-- SUPPLIED RECORDS --
use std::fmt;
use std::sync::Arc;
use async_trait::async_trait;
use reqwest::Client;
use serde_json::Value;
use url::Url;
use ar_core::{ArgumentApi, ArgumentPage, AspectSpace, Config, Result};

use crate::response;

/// Fields requested for every argument of a page.
pub const ARGUMENT_FIELDS: &[&str] = &[
    "arguments.conclusion",
    "arguments.premises.text",
    "arguments.stance",
    "arguments.context.aspects",
    "arguments.context.sourceUrl",
    "arguments.context.sourceTitle",
    "arguments.explanation.score",
];

/// HTTP client for the args.me v2 API.
pub struct ArgsMeClient {
    client: Arc<Client>,
    base_url: Url,
}

impl ArgsMeClient {
    pub fn new(config: &Config) -> Result<Self> {
        config.validate()?;
        let client = Client::builder().user_agent(config.user_agent.as_str()).build()?;
        Ok(Self {
            client: Arc::new(client),
            base_url: base_url(&config.base_url)?,
        })
    }

    pub fn base_url(&self) -> &Url {
        &self.base_url
    }

    /// Builds an endpoint URL. Values are inserted verbatim; the query is
    /// expected to be normalized already.
    pub fn endpoint(&self, path: &str, params: &[(&str, String)]) -> Result<Url> {
        let mut url = self.base_url.join(path)?;
        let query = params
            .iter()
            .map(|(key, value)| format!("{}={}", key, value))
            .chain(std::iter::once("format=json".to_string()))
            .collect::<Vec<_>>()
            .join("&");
        url.set_query(Some(&query));
        Ok(url)
    }

    async fn get_json(&self, url: Url) -> Result<Value> {
        tracing::debug!("GET {}", url);
        let response = self.client.get(url).send().await?.error_for_status()?;
        Ok(response.json::<Value>().await?)
    }
}

impl fmt::Debug for ArgsMeClient {
    fn fmt(&self, f: &mut fmt::Formatter<'_>) -> fmt::Result {
        f.debug_struct("ArgsMeClient")
            .field("client", &"<reqwest::Client>")
            .field("base_url", &self.base_url.as_str())
            .finish()
    }
}

#[async_trait]
impl ArgumentApi for ArgsMeClient {
    async fn total_size(&self, query: &str) -> Result<u64> {
        let url = self.endpoint(
            "arguments",
            &[
                ("query", query.to_string()),
                ("pageSize", "1".to_string()),
                ("fields", "totalSize".to_string()),
            ],
        )?;
        let body = self.get_json(url).await?;
        response::parse_total_size(&body)
    }

    async fn fetch_page(&self, query: &str, page: u64, page_size: u64) -> Result<ArgumentPage> {
        let url = self.endpoint(
            "arguments",
            &[
                ("query", query.to_string()),
                ("pageSize", page_size.to_string()),
                ("page", page.to_string()),
                ("fields", ARGUMENT_FIELDS.join(",")),
            ],
        )?;
        let body = self.get_json(url).await?;
        response::parse_page(body)
    }

    async fn fetch_aspect_space(&self, query: &str) -> Result<AspectSpace> {
        let url = self.endpoint("aspectSpace", &[("query", query.to_string())])?;
        let body = self.get_json(url).await?;
        response::parse_aspect_space(body)
    }
}

/// `Url::join` replaces the last path segment unless the base ends in `/`.
fn base_url(raw: &str) -> Result<Url> {
    let mut raw = raw.trim().to_string();
    if !raw.ends_with('/') {
        raw.push('/');
    }
    Ok(Url::parse(&raw)?)
}

#[cfg(test)]
mod tests {
    use super::*;
    use ar_core::Error;

    fn client() -> ArgsMeClient {
        ArgsMeClient::new(&Config::default()).unwrap()
    }

    #[test]
    fn test_base_url_keeps_last_segment() {
        let client = client();
        assert_eq!(client.base_url().as_str(), "https://www.args.me/api/v2/");
        let url = client.endpoint("arguments", &[]).unwrap();
        assert_eq!(url.as_str(), "https://www.args.me/api/v2/arguments?format=json");
    }

    #[test]
    fn test_page_endpoint() {
        let url = client()
            .endpoint(
                "arguments",
                &[
                    ("query", "climate+change".to_string()),
                    ("pageSize", "1000".to_string()),
                    ("page", "3".to_string()),
                    ("fields", ARGUMENT_FIELDS.join(",")),
                ],
            )
            .unwrap();
        assert_eq!(
            url.as_str(),
            "https://www.args.me/api/v2/arguments?query=climate+change&pageSize=1000&page=3\
             &fields=arguments.conclusion,arguments.premises.text,arguments.stance,\
             arguments.context.aspects,arguments.context.sourceUrl,arguments.context.sourceTitle,\
             arguments.explanation.score&format=json"
        );
    }

    #[test]
    fn test_aspect_space_endpoint_keeps_encoding() {
        let url = client()
            .endpoint("aspectSpace", &[("query", "cats+%26+dogs".to_string())])
            .unwrap();
        assert_eq!(
            url.as_str(),
            "https://www.args.me/api/v2/aspectSpace?query=cats+%26+dogs&format=json"
        );
    }

    #[test]
    fn test_invalid_config_is_rejected() {
        let result = ArgsMeClient::new(&Config::new().with_base_url("::nope"));
        assert!(matches!(result, Err(Error::InvalidUrl(_))));
    }

    #[tokio::test]
    async fn test_unreachable_server_is_network_error() {
        // Port 9 (discard) on localhost is not expected to serve HTTP.
        let client = ArgsMeClient::new(&Config::new().with_base_url("http://127.0.0.1:9/api")).unwrap();
        let result = client.total_size("climate").await;
        assert!(matches!(result, Err(Error::Network(_))));
    }
}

-- TRY IT --
Which lines in the listing above include the string "path"? Copy each of them.

-- EXERCISE RESULT --
    pub fn endpoint(&self, path: &str, params: &[(&str, String)]) -> Result<Url> {
        let mut url = self.base_url.join(path)?;
/// `Url::join` replaces the last path segment unless the base ends in `/`.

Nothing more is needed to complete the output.